ABOUT THIS TASK: For the listing below, give the count of lines containing the string "found" and nothing else.

───── DATA EXTRACT ─────

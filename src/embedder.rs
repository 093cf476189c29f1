//! Face embedding extraction.
//!
//! The matching core only consumes fixed-length vectors; this module is the
//! seam where uploaded image bytes become one. [`PixelEmbedder`] is a small
//! deterministic extractor used by the server and tests. A real recognition
//! model plugs in by implementing [`Embedder`].

use image::{DynamicImage, imageops::FilterType};
use thiserror::Error;

#[derive(Error, Debug)]
pub enum EmbedError {
    #[error("failed to decode image: {0}")]
    Decode(#[from] image::ImageError),

    #[error("embedding extraction failed: {0}")]
    Extract(String),
}

/// Converts a decoded image into a raw embedding.
pub trait Embedder: Send + Sync {
    /// Model name, reported by the status endpoints.
    fn name(&self) -> &str;

    /// Length of every vector returned by [`embed`](Embedder::embed).
    fn dimension(&self) -> usize;

    fn embed(&self, image: &DynamicImage) -> Result<Vec<f32>, EmbedError>;
}

/// Decodes uploaded bytes, sniffing the format from the content.
pub fn decode_image(bytes: &[u8]) -> Result<DynamicImage, EmbedError> {
    if bytes.is_empty() {
        return Err(EmbedError::Extract("empty upload".to_string()));
    }
    Ok(image::load_from_memory(bytes)?)
}

/// Largest embedding a [`PixelEmbedder`] will produce.
pub const MAX_PIXEL_DIMENSION: usize = 65_536;

/// Grayscale thumbnail embedding.
///
/// The image is resized to `width x height`, converted to luma in `[0, 1]`
/// and mean-centred. A uniform image therefore embeds to the zero vector.
#[derive(Debug, Clone)]
pub struct PixelEmbedder {
    width: u32,
    height: u32,
}

impl PixelEmbedder {
    pub fn new(width: u32, height: u32) -> Self {
        Self { width, height }
    }
}

impl Default for PixelEmbedder {
    fn default() -> Self {
        // 128 values, the embedding size of the models this service is usually paired with
        Self::new(16, 8)
    }
}

impl Embedder for PixelEmbedder {
    fn name(&self) -> &str {
        "pixel-luma"
    }

    fn dimension(&self) -> usize {
        (self.width as usize).saturating_mul(self.height as usize)
    }

    fn embed(&self, image: &DynamicImage) -> Result<Vec<f32>, EmbedError> {
        if self.width == 0 || self.height == 0 {
            return Err(EmbedError::Extract("embedder configured with zero size".to_string()));
        }
        if self.dimension() > MAX_PIXEL_DIMENSION {
            return Err(EmbedError::Extract(format!(
                "embedder size {}x{} exceeds {} values", self.width, self.height, MAX_PIXEL_DIMENSION
            )));
        }

        let thumb = image
            .resize_exact(self.width, self.height, FilterType::Triangle)
            .to_luma8();

        let pixels = thumb.into_raw();
        let n = pixels.len() as i64;
        let sum: i64 = pixels.iter().map(|&p| p as i64).sum();

        // (p - sum/n) / 255, kept in integers until the last step so a flat image is exactly zero
        let scale = 255.0 * n as f32;
        Ok(pixels.iter().map(|&p| (p as i64 * n - sum) as f32 / scale).collect())
    }
}
//! The embedding store
//! Row-addressable record of (label, normalized vector), in insertion order

use std::collections::HashSet;

use crate::error::{MatchError, Result};

/// One registered face: an identity label and its unit-length embedding.
#[derive(Debug, Clone, PartialEq)]
pub struct FaceRecord {
    pub label: String,
    pub vector: Vec<f32>,
}

/// Append-only list of face records.
///
/// The store trusts its input: vectors are expected to be normalized and
/// dimension-checked by [`FaceDB`](crate::FaceDB) before they get here.
/// Labels need not be unique; a duplicate label is just another row.
#[derive(Debug, Default)]
pub struct EmbeddingStore {
    records: Vec<FaceRecord>,
}

impl EmbeddingStore {
    pub fn new() -> Self {
        Self { records: Vec::new() }
    }

    /// Appends a record and returns its row position.
    pub fn append(&mut self, label: String, vector: Vec<f32>) -> usize {
        self.records.push(FaceRecord { label, vector });
        self.records.len() - 1
    }

    /// Label stored at `row`.
    ///
    /// # Errors
    ///
    /// `IndexOutOfRange` if `row` was never appended.
    pub fn label_at(&self, row: usize) -> Result<&str> {
        self.record_at(row).map(|r| r.label.as_str())
    }

    pub fn record_at(&self, row: usize) -> Result<&FaceRecord> {
        self.records.get(row).ok_or(MatchError::IndexOutOfRange {
            row,
            len: self.records.len(),
        })
    }

    pub fn size(&self) -> usize {
        self.records.len()
    }

    /// Number of distinct labels.
    pub fn unique_labels(&self) -> usize {
        self.records
            .iter()
            .map(|r| r.label.as_str())
            .collect::<HashSet<_>>()
            .len()
    }
}
//! REST API for facematch.
//!
//! One [`FaceDB`] lives for the lifetime of the process and is shared by
//! every worker through [`web::Data`]. Image uploads go through an
//! [`Embedder`] before reaching the database; the JSON endpoints accept raw
//! embeddings directly.
//!
//! ## Endpoints
//!
//! - `GET /` - Liveness, model, dimension and face count
//! - `GET /stats` - Database and model statistics
//! - `POST /add_face` - Multipart `id` + `file`: register a face image
//! - `POST /match_face` - Multipart `file`: best match for a face image
//! - `POST /register` - JSON `{id, embedding}`
//! - `POST /match` - JSON `{embedding, top_k}`
//!
//! ## Usage
//!
//! ```rust,no_run
//! use actix_web::{App, HttpServer, web};
//! use facematch::server::AppState;
//!
//! #[actix_web::main]
//! async fn main() -> std::io::Result<()> {
//!     let state = web::Data::new(AppState::default());
//!     HttpServer::new(move || App::new().app_data(state.clone()).configure(facematch::server::config))
//!         .bind("0.0.0.0:8000")?
//!         .run()
//!         .await
//! }
//! ```

use std::time::Instant;

use actix_multipart::Multipart;
use actix_web::{HttpResponse, ResponseError, http::StatusCode, web};
use futures::StreamExt;
use log::{info, warn};
use serde::{Deserialize, Serialize};
use thiserror::Error;

use crate::config::Config;
use crate::embedder::{EmbedError, Embedder, PixelEmbedder, decode_image};
use crate::error::MatchError;
use crate::FaceDB;

// --- Shared state ---

pub struct AppState {
    pub db: FaceDB,
    pub embedder: Box<dyn Embedder>,
    /// Optional score cutoff used only to annotate match responses.
    pub match_threshold: Option<f32>,
}

impl AppState {
    pub fn new(db: FaceDB, embedder: Box<dyn Embedder>) -> Self {
        Self { db, embedder, match_threshold: None }
    }

    pub fn with_threshold(mut self, threshold: Option<f32>) -> Self {
        self.match_threshold = threshold;
        self
    }

    pub fn from_config(config: &Config) -> Self {
        let db = match config.dimension {
            Some(d) => FaceDB::with_dimension(d),
            None => FaceDB::new(),
        };
        let embedder = PixelEmbedder::new(config.embedder.width, config.embedder.height);
        Self::new(db, Box::new(embedder)).with_threshold(config.match_threshold)
    }

    fn is_match(&self, score: f32) -> Option<bool> {
        self.match_threshold.map(|t| score >= t)
    }
}

impl Default for AppState {
    fn default() -> Self {
        Self::new(FaceDB::new(), Box::new(PixelEmbedder::default()))
    }
}

// --- Errors ---

#[derive(Error, Debug)]
pub enum ApiError {
    #[error(transparent)]
    Match(#[from] MatchError),

    #[error(transparent)]
    Embed(#[from] EmbedError),

    #[error("{0}")]
    BadRequest(String),
}

#[derive(Serialize)]
struct ErrorBody {
    error: &'static str,
    message: String,
}

impl ApiError {
    fn kind(&self) -> &'static str {
        match self {
            ApiError::Match(e) => e.kind(),
            ApiError::Embed(EmbedError::Decode(_)) => "decode_failed",
            ApiError::Embed(EmbedError::Extract(_)) => "extraction_failed",
            ApiError::BadRequest(_) => "bad_request",
        }
    }
}

impl ResponseError for ApiError {
    fn status_code(&self) -> StatusCode {
        match self {
            ApiError::Match(e) if e.is_client_error() => StatusCode::BAD_REQUEST,
            ApiError::Match(_) => StatusCode::INTERNAL_SERVER_ERROR,
            ApiError::Embed(_) | ApiError::BadRequest(_) => StatusCode::BAD_REQUEST,
        }
    }

    fn error_response(&self) -> HttpResponse {
        HttpResponse::build(self.status_code()).json(ErrorBody {
            error: self.kind(),
            message: self.to_string(),
        })
    }
}

// --- Request structs ---

#[derive(Deserialize)]
struct RegisterRequest {
    id: String,
    embedding: Vec<f32>,
}

#[derive(Deserialize)]
struct MatchRequest {
    embedding: Vec<f32>,
    #[serde(default = "default_top_k")]
    top_k: usize,
}

fn default_top_k() -> usize { 1 }

/// Fields collected from a multipart upload.
#[derive(Default)]
struct UploadForm {
    id: Option<String>,
    file: Option<Vec<u8>>,
}

// --- Response structs ---

#[derive(Serialize)]
struct RootResponse {
    status: &'static str,
    model: String,
    embedding_dimensions: usize,
    faces_in_database: usize,
}

#[derive(Serialize)]
struct StatsResponse {
    database_stats: DatabaseStats,
    model_info: ModelInfo,
}

#[derive(Serialize)]
struct DatabaseStats {
    total_faces: usize,
    unique_identities: usize,
}

#[derive(Serialize)]
struct ModelInfo {
    name: String,
    dimensions: usize,
    similarity_threshold: Option<f32>,
}

#[derive(Serialize)]
struct AddFaceResponse {
    status: &'static str,
    id: String,
    row: usize,
    details: AddFaceDetails,
}

#[derive(Serialize)]
struct AddFaceDetails {
    model: String,
    dimensions: usize,
    processing_ms: f64,
}

#[derive(Serialize)]
struct MatchFaceResponse {
    id: String,
    score: f32,
    row: usize,
    #[serde(skip_serializing_if = "Option::is_none")]
    is_match: Option<bool>,
    processing_ms: f64,
}

#[derive(Serialize)]
struct RegisterResponse {
    status: &'static str,
    id: String,
    row: usize,
}

#[derive(Serialize)]
struct MatchResponse {
    matches: Vec<MatchResult>,
}

#[derive(Serialize)]
struct MatchResult {
    id: String,
    score: f32,
    row: usize,
    #[serde(skip_serializing_if = "Option::is_none")]
    is_match: Option<bool>,
}

/// Drains a multipart payload, keeping the `id` and `file` fields.
async fn read_upload(mut payload: Multipart) -> Result<UploadForm, ApiError> {
    let mut form = UploadForm::default();

    while let Some(field) = payload.next().await {
        let mut field = field.map_err(|e| ApiError::BadRequest(format!("malformed multipart: {}", e)))?;
        let name = field.name().map(str::to_owned);

        let mut data = Vec::new();
        while let Some(chunk) = field.next().await {
            let chunk = chunk.map_err(|e| ApiError::BadRequest(format!("malformed multipart: {}", e)))?;
            data.extend_from_slice(&chunk);
        }

        match name.as_deref() {
            Some("id") => {
                let id = String::from_utf8(data)
                    .map_err(|_| ApiError::BadRequest("field 'id' is not valid UTF-8".to_string()))?;
                form.id = Some(id);
            }
            Some("file") => form.file = Some(data),
            _ => {}
        }
    }

    Ok(form)
}

fn embed_upload(state: &AppState, bytes: &[u8]) -> Result<Vec<f32>, ApiError> {
    let image = decode_image(bytes)?;
    Ok(state.embedder.embed(&image)?)
}

fn elapsed_ms(start: Instant) -> f64 {
    start.elapsed().as_secs_f64() * 1000.0
}

// --- Handlers ---

async fn root_handler(state: web::Data<AppState>) -> HttpResponse {
    let status = state.db.status();
    HttpResponse::Ok().json(RootResponse {
        status: "ok",
        model: state.embedder.name().to_string(),
        embedding_dimensions: status.dimension.unwrap_or_else(|| state.embedder.dimension()),
        faces_in_database: status.faces,
    })
}

async fn stats_handler(state: web::Data<AppState>) -> HttpResponse {
    let status = state.db.status();
    HttpResponse::Ok().json(StatsResponse {
        database_stats: DatabaseStats {
            total_faces: status.faces,
            unique_identities: status.unique_identities,
        },
        model_info: ModelInfo {
            name: state.embedder.name().to_string(),
            dimensions: state.embedder.dimension(),
            similarity_threshold: state.match_threshold,
        },
    })
}

async fn add_face_handler(state: web::Data<AppState>, payload: Multipart) -> Result<HttpResponse, ApiError> {
    let start = Instant::now();
    let form = read_upload(payload).await?;

    let id = form.id.filter(|id| !id.is_empty())
        .ok_or_else(|| ApiError::BadRequest("missing form field 'id'".to_string()))?;
    let file = form.file
        .ok_or_else(|| ApiError::BadRequest("missing form field 'file'".to_string()))?;

    let embedding = embed_upload(&state, &file)?;
    let reg = state.db.register(id, &embedding).inspect_err(|e| warn!("add_face rejected: {}", e))?;

    Ok(HttpResponse::Ok().json(AddFaceResponse {
        status: "added",
        id: reg.label,
        row: reg.row,
        details: AddFaceDetails {
            model: state.embedder.name().to_string(),
            dimensions: embedding.len(),
            processing_ms: elapsed_ms(start),
        },
    }))
}

async fn match_face_handler(state: web::Data<AppState>, payload: Multipart) -> Result<HttpResponse, ApiError> {
    let start = Instant::now();
    if state.db.count() == 0 {
        return Err(MatchError::EmptyDatabase.into());
    }

    let form = read_upload(payload).await?;
    let file = form.file
        .ok_or_else(|| ApiError::BadRequest("missing form field 'file'".to_string()))?;

    let embedding = embed_upload(&state, &file)?;
    let best = state.db.match_face(&embedding)?;

    Ok(HttpResponse::Ok().json(MatchFaceResponse {
        is_match: state.is_match(best.score),
        id: best.label,
        score: best.score,
        row: best.row,
        processing_ms: elapsed_ms(start),
    }))
}

async fn register_handler(state: web::Data<AppState>, body: web::Json<RegisterRequest>) -> Result<HttpResponse, ApiError> {
    let body = body.into_inner();
    let reg = state.db.register(body.id, &body.embedding)?;

    Ok(HttpResponse::Ok().json(RegisterResponse { status: "added", id: reg.label, row: reg.row }))
}

async fn match_handler(state: web::Data<AppState>, body: web::Json<MatchRequest>) -> Result<HttpResponse, ApiError> {
    let found = state.db.search(&body.embedding, body.top_k)?;

    let matches = found
        .into_iter()
        .map(|m| MatchResult {
            is_match: state.is_match(m.score),
            id: m.label,
            score: m.score,
            row: m.row,
        })
        .collect();

    Ok(HttpResponse::Ok().json(MatchResponse { matches }))
}

pub fn config(cfg: &mut web::ServiceConfig) {
    cfg.app_data(web::JsonConfig::default().error_handler(|err, _req| {
        ApiError::BadRequest(err.to_string()).into()
    }))
       .service(web::resource("/").route(web::get().to(root_handler)))
       .service(web::resource("/stats").route(web::get().to(stats_handler)))
       .service(web::resource("/add_face").route(web::post().to(add_face_handler)))
       .service(web::resource("/match_face").route(web::post().to(match_face_handler)))
       .service(web::resource("/register").route(web::post().to(register_handler)))
       .service(web::resource("/match").route(web::post().to(match_handler)));
}

/// Logs the effective server settings once at startup.
pub fn log_startup(config: &Config, state: &AppState) {
    info!("listening on {}", config.bind_addr());
    info!(
        "embedder '{}' ({} dims), fixed dimension: {:?}, match threshold: {:?}",
        state.embedder.name(),
        state.embedder.dimension(),
        config.dimension,
        state.match_threshold,
    );
}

─────

SOLUTION FOR THIS EXERCISE: 2